Foster provides a substantial study of a new body of contemporary African diasporic literature called migritude literature. Migritude indicates the work and ideas of a disparate yet distinct group of younger African authors born after independence in the 1960s. Most often migritude authors have lived both in and outside Africa and narrate the experiences of migration under the pressures of globalization. They also emphasize that immigration itself and stereotypes of the immigrant are entangled with the history of colonialism. Authors like Fatou Diome, Shailja Patel, Abdourahman Waberi, Cristina Ali Farah, and others confront critical issues of migrancy, diaspora, departure, return, racism, identity, gender, sexuality, and postcoloniality.

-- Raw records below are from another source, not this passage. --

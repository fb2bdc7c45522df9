//! Services - business logic and state management
//!
//! This module contains the core geofence services:
//! - `monitor` - Single owner that serializes signals and region commands
//! - `registry` - Monitored region set with capacity enforcement
//! - `event_log` - Append-only log of transitions and failures
//! - `position` - Latest device position and authorization state

pub mod event_log;
pub mod monitor;
pub mod position;
pub mod registry;

// Re-export commonly used types
pub use event_log::{EventLog, EventLogError, EventLogReader};
pub use monitor::{CommandError, Monitor, MonitorCommand, MonitorHandle};
pub use position::{AuthorizationState, PositionTracker};
pub use registry::{RegionRegistry, RegistryError, RegistryView};
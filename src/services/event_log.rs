//! Append-only log of monitoring events
//!
//! Events are kept in arrival order for the process lifetime. Nothing is
//! reordered, deduplicated or removed: a region that fires "entered" twice in
//! a row produces two entries.

use crate::domain::events::MonitoringEvent;
use parking_lot::RwLock;
use std::sync::Arc;
use thiserror::Error;

#[derive(Debug, Clone, PartialEq, Eq, Error)]
pub enum EventLogError {
    #[error("event index {index} out of range (log holds {count} events)")]
    IndexOutOfRange { index: usize, count: usize },
}

/// Writable event log, held by the single monitor task
pub struct EventLog {
    reader: EventLogReader,
}

impl Default for EventLog {
    fn default() -> Self {
        Self::new()
    }
}

impl EventLog {
    pub fn new() -> Self {
        Self { reader: EventLogReader { events: Arc::new(RwLock::new(Vec::new())) } }
    }

    /// Append an event at the end of the log
    pub fn append(&mut self, event: MonitoringEvent) {
        self.reader.events.write().push(event);
    }

    pub fn count(&self) -> usize {
        self.reader.count()
    }

    pub fn event_at(&self, index: usize) -> Result<MonitoringEvent, EventLogError> {
        self.reader.event_at(index)
    }

    pub fn snapshot(&self) -> Vec<MonitoringEvent> {
        self.reader.snapshot()
    }

    /// Read-only handle for display collaborators on other tasks
    pub fn reader(&self) -> EventLogReader {
        self.reader.clone()
    }
}

/// Read-only handle onto the event log
///
/// Snapshots reflect every append completed before the call; appends that
/// land while a caller iterates a snapshot show up in the next one.
#[derive(Clone)]
pub struct EventLogReader {
    events: Arc<RwLock<Vec<MonitoringEvent>>>,
}

impl EventLogReader {
    pub fn count(&self) -> usize {
        self.events.read().len()
    }

    pub fn event_at(&self, index: usize) -> Result<MonitoringEvent, EventLogError> {
        let events = self.events.read();
        events
            .get(index)
            .cloned()
            .ok_or(EventLogError::IndexOutOfRange { index, count: events.len() })
    }

    pub fn snapshot(&self) -> Vec<MonitoringEvent> {
        self.events.read().clone()
    }

    /// Events appended at or after `start` (empty if `start` is past the end)
    pub fn snapshot_from(&self, start: usize) -> Vec<MonitoringEvent> {
        let events = self.events.read();
        events.get(start..).map(|tail| tail.to_vec()).unwrap_or_default()
    }
}

#[cfg(test)]
mod tests {
    use super::*;

    fn entered(id: &str, ts: u64) -> MonitoringEvent {
        MonitoringEvent::Entered { region_id: id.into(), ts }
    }

    #[test]
    fn test_append_keeps_order_and_duplicates() {
        let mut log = EventLog::new();
        log.append(entered("r1", 1));
        log.append(entered("r1", 1));
        log.append(MonitoringEvent::Exited { region_id: "r1".into(), ts: 2 });

        assert_eq!(log.count(), 3);
        assert_eq!(log.event_at(0).unwrap(), entered("r1", 1));
        assert_eq!(log.event_at(1).unwrap(), entered("r1", 1));
        assert_eq!(log.snapshot()[2].kind(), "exited");
    }

    #[test]
    fn test_event_at_out_of_range() {
        let mut log = EventLog::new();
        assert_eq!(log.event_at(0), Err(EventLogError::IndexOutOfRange { index: 0, count: 0 }));

        log.append(entered("r1", 1));
        assert_eq!(log.event_at(1), Err(EventLogError::IndexOutOfRange { index: 1, count: 1 }));
    }

    #[test]
    fn test_reader_sees_later_appends() {
        let mut log = EventLog::new();
        let reader = log.reader();
        let before = reader.snapshot();

        log.append(entered("r1", 1));
        log.append(entered("r2", 2));

        assert!(before.is_empty());
        assert_eq!(reader.count(), 2);
        assert_eq!(reader.snapshot_from(1), vec![entered("r2", 2)]);
        assert!(reader.snapshot_from(5).is_empty());
    }
}
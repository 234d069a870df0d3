use std::sync::Arc;

use anyhow::{Context, Result};
use tracing::info;

use boq_index::{PineconeIndex, VectorIndex};
use boq_llm::{ChatModel, LlmClient};

use crate::config::BoqConfig;
use crate::embedding::EmbeddingClient;
use crate::pricing::CostCalculator;

/// Long-lived collaborators, built once at startup and passed by reference
/// into every pipeline call.
pub struct Services {
    pub config: BoqConfig,
    pub embeddings: EmbeddingClient,
    pub index: Arc<dyn VectorIndex>,
    pub model: Arc<dyn ChatModel>,
}

impl Services {
    pub fn from_config(config: BoqConfig) -> Result<Self> {
        config.validate()?;
        let embeddings = EmbeddingClient::from_config(&config.embedding, config.llm_timeout)
            .context("failed to initialise embedding encoder")?;
        let index = PineconeIndex::new(config.pinecone())
            .context("failed to initialise vector database client")?;
        let model = LlmClient::with_timeout(
            config.llm_provider,
            config.llm_model.clone(),
            config.llm_timeout,
        )
        .context("failed to initialise language model client")?;
        info!(
            index = %config.index_name,
            dimension = config.dimension,
            llm = config.llm_provider.as_str(),
            "services ready"
        );
        Ok(Self::new(config, embeddings, Arc::new(index), Arc::new(model)))
    }

    pub fn new(
        config: BoqConfig,
        embeddings: EmbeddingClient,
        index: Arc<dyn VectorIndex>,
        model: Arc<dyn ChatModel>,
    ) -> Self {
        Self {
            config,
            embeddings,
            index,
            model,
        }
    }

    pub fn cost_calculator(&self) -> CostCalculator {
        CostCalculator::new(&self.config.price_file, &self.config.output_dir)
    }

    /// Drops the shared clients; nothing outlives this call.
    pub fn shutdown(self) {
        info!(index = %self.config.index_name, "shutting down services");
        drop(self);
    }
}
use std::time::Duration;

use thiserror::Error;

use crate::Metric;

#[derive(Error, Debug)]
pub enum IndexError {
    #[error("http error: {0}")]
    Http(#[from] reqwest::Error),
    #[error("vector database returned {status}: {body}")]
    Api { status: u16, body: String },
    #[error("serde json error: {0}")]
    SerdeJson(#[from] serde_json::Error),
    #[error("index '{name}' has dimension {found}, expected {expected}")]
    DimensionMismatch {
        name: String,
        expected: usize,
        found: usize,
    },
    #[error("index '{name}' uses metric {found}, expected {expected}")]
    MetricMismatch {
        name: String,
        expected: Metric,
        found: Metric,
    },
    #[error("index '{name}' not ready after {waited:?}")]
    NotReady { name: String, waited: Duration },
    #[error("index '{0}' does not exist")]
    Missing(String),
    #[error("other: {0}")]
    Other(String),
}

pub type Result<T> = std::result::Result<T, IndexError>;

[Christopher Ian Foster’s] theory of global conscription and his analyses of migritude literatures will be enriching for students and researchers in various disciplines, including literary and cultures studies, comparative literature, world literature studies, mobility studies, black and queer diaspora studies, among others.
Christopher Ian Foster’s expansive study of the entangled roots of modernity, nationalism, globalization, and migration astutely illuminates how these systems are (con)scripted, structured, steered, and (im)mobilized by a long history of colonialism. His book is a judicious, timely intervention in contemporary debates of migration that is particularly attentive to North-South disparities in freedom of movement and to subaltern, female, and queer subjects in cross-disciplinary and multilingual African diasporic frameworks.
Through a groundbreaking and insightful reading of contemporary African diasporic literatures by Francophone and Anglophone writers, Christopher Ian Foster compellingly argues that migration out of the Global South is best understood as conscription. Foster delivers a lucid and trenchant analysis of neoliberal globalization that connects the dots with histories of racial capitalism, namely the trans-Atlantic slave trade and imperialism. Conscripts of Migration both models and theorizes a new approach to so-called immigrant literatures, in addition to bringing to visibility a new wave of well- and lesser-known African diasporic writers.
Christopher Ian Foster teaches in the International Studies Program at Colorado State University. His work has appeared in publications such as Small Axe: A Caribbean Journal of Criticism,Journal of Narrative Theory, and South Asian Review.